The house reef, Seraya Secrets, discovered and named by Christiane (who built the resort on this reef, after she discovered it), is amazing. In four days, I photographed over one hundred different nudibranch species found by our eagle eye dive guide, Dharma, who is as excited as nudis and any macro photographer! We loved the diving so much, that we postponed our scheduled early morning departure for UBUD to the late afternoon so that we could squeak in two more dives!

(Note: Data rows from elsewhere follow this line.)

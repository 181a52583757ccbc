//! Content parser: runs the stage pipeline for either input shape.

use std::fs;
use std::io::Read;
use std::path::Path;

use rayon::prelude::*;
use serde_json::Value;

use crate::detect::{sniff_fact_sheet, InputFormat};
use crate::error::Result;
use crate::model::{Document, FactSheet};

use super::fact_sheet::adapt_fact_sheet;
use super::fence::{normalize, strip};
use super::options::ParseOptions;
use super::section::assemble;
use super::segment::segment;

/// Parser for generated study content.
///
/// Holds no state besides its options; every call is independent, so one
/// parser can be shared across threads.
#[derive(Debug, Clone, Default)]
pub struct ContentParser {
    options: ParseOptions,
}

impl ContentParser {
    /// Create a parser with default options.
    pub fn new() -> Self {
        Self::default()
    }

    /// Create a parser with custom options.
    pub fn with_options(options: ParseOptions) -> Self {
        Self { options }
    }

    /// Get the parser options.
    pub fn options(&self) -> &ParseOptions {
        &self.options
    }

    /// Parse content, detecting its format unless one is forced.
    pub fn parse(&self, input: &str) -> Result<Document> {
        match self.options.format {
            Some(InputFormat::Markdown) => Ok(self.parse_markdown(input)),
            Some(InputFormat::FactSheet) => self.parse_fact_sheet(input),
            None => match sniff_fact_sheet(input) {
                Some(value) => {
                    log::debug!("Parser: detected JSON fact sheet");
                    self.parse_value(&value)
                }
                None => {
                    log::debug!("Parser: treating input as Markdown");
                    Ok(self.parse_markdown(input))
                }
            },
        }
    }

    /// Parse hybrid Markdown text. Never fails: malformed pieces degrade.
    pub fn parse_markdown(&self, input: &str) -> Document {
        let normalized;
        let source = if self.options.normalize_unicode {
            normalized = normalize(input);
            normalized.as_str()
        } else {
            input
        };

        let cleaned = strip(source);
        let lines: Vec<&str> = cleaned.lines().collect();
        let raw_blocks = segment(&lines, &self.options);
        Document::from_sections(assemble(raw_blocks))
    }

    /// Parse JSON fact-sheet text. Fence lines around the JSON are ignored.
    pub fn parse_fact_sheet(&self, input: &str) -> Result<Document> {
        let sheet = FactSheet::from_json(&strip(input))?;
        Ok(self.adapt(&sheet))
    }

    /// Parse an already decoded JSON value as a fact sheet.
    pub fn parse_value(&self, value: &Value) -> Result<Document> {
        let sheet = FactSheet::from_value(value)?;
        Ok(self.adapt(&sheet))
    }

    /// Adapt a fact sheet into a document.
    pub fn adapt(&self, sheet: &FactSheet) -> Document {
        Document::from_sections(adapt_fact_sheet(sheet))
    }

    /// Parse a file.
    pub fn parse_file<P: AsRef<Path>>(&self, path: P) -> Result<Document> {
        let content = fs::read_to_string(path)?;
        self.parse(&content)
    }

    /// Parse content from a reader.
    pub fn parse_reader<R: Read>(&self, mut reader: R) -> Result<Document> {
        let mut content = String::new();
        reader.read_to_string(&mut content)?;
        self.parse(&content)
    }

    /// Parse many inputs. Results keep input order.
    pub fn parse_batch<S: AsRef<str> + Sync>(&self, inputs: &[S]) -> Vec<Result<Document>> {
        if self.options.parallel {
            inputs.par_iter().map(|i| self.parse(i.as_ref())).collect()
        } else {
            inputs.iter().map(|i| self.parse(i.as_ref())).collect()
        }
    }
}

When we were at the resort, we felt that we were in our own private little heaven! At first, we wondered what we would do besides diving, as the resort is very secluded, and nestled between two towns with no tourism. It is so private that there is no sign for it on the road! Our driver got lost several times trying to find it. As we pulled down another dirt road and driveway that lead to nothing, we began to worry. What kind of place was this? A perfect oasis, away from it all! This tiny, Balinese style dive resort has very few rooms. A few quaint bungalows, a large main villa with some guest rooms and one Villa with two units, and a shared open air living area. This is the villa we chose, as we were traveling with another couple. The accommodations could not have been more perfect. Each bedroom was new, updated and beautiful. The beds were so comfortable and each unit had its own outdoor garden bathroom and shower decorated with a lush tropical garden. It was so romantic. I especially appreciated that the air conditioners were efficient and worked perfectly! The shared living area had a sofa, and kitchen with full refrigerator freezer and stocked with beer and soda.

The grounds were covered with beautifully manicured Balinese gardens of bougainvillea, tropical palms, and flowering plants. Stone stepping blocks placed in the center of a beautiful koi pond, lead the way to the open aired restaurant. The infinity pool was a perfect place to cool off with a cocktail after a day of diving.

When I was in Indonesia, I fell in love with Sarongs. Villa Markisa had the best supply of sarongs I had seen in Bali! They were so beautiful and inexpensive.
The Spa was also amazing. We enjoyed several massages, that were priced just right. Balinese women have magical hands.

Unfortunately, Christiane was not present when we were there, but her co-owner, Pedro provided utmost hospitality. We still talk about Villa Markisa. In the cold winter we are experiencing now, we often talk about how we wish we could return and stay for an entire winter!!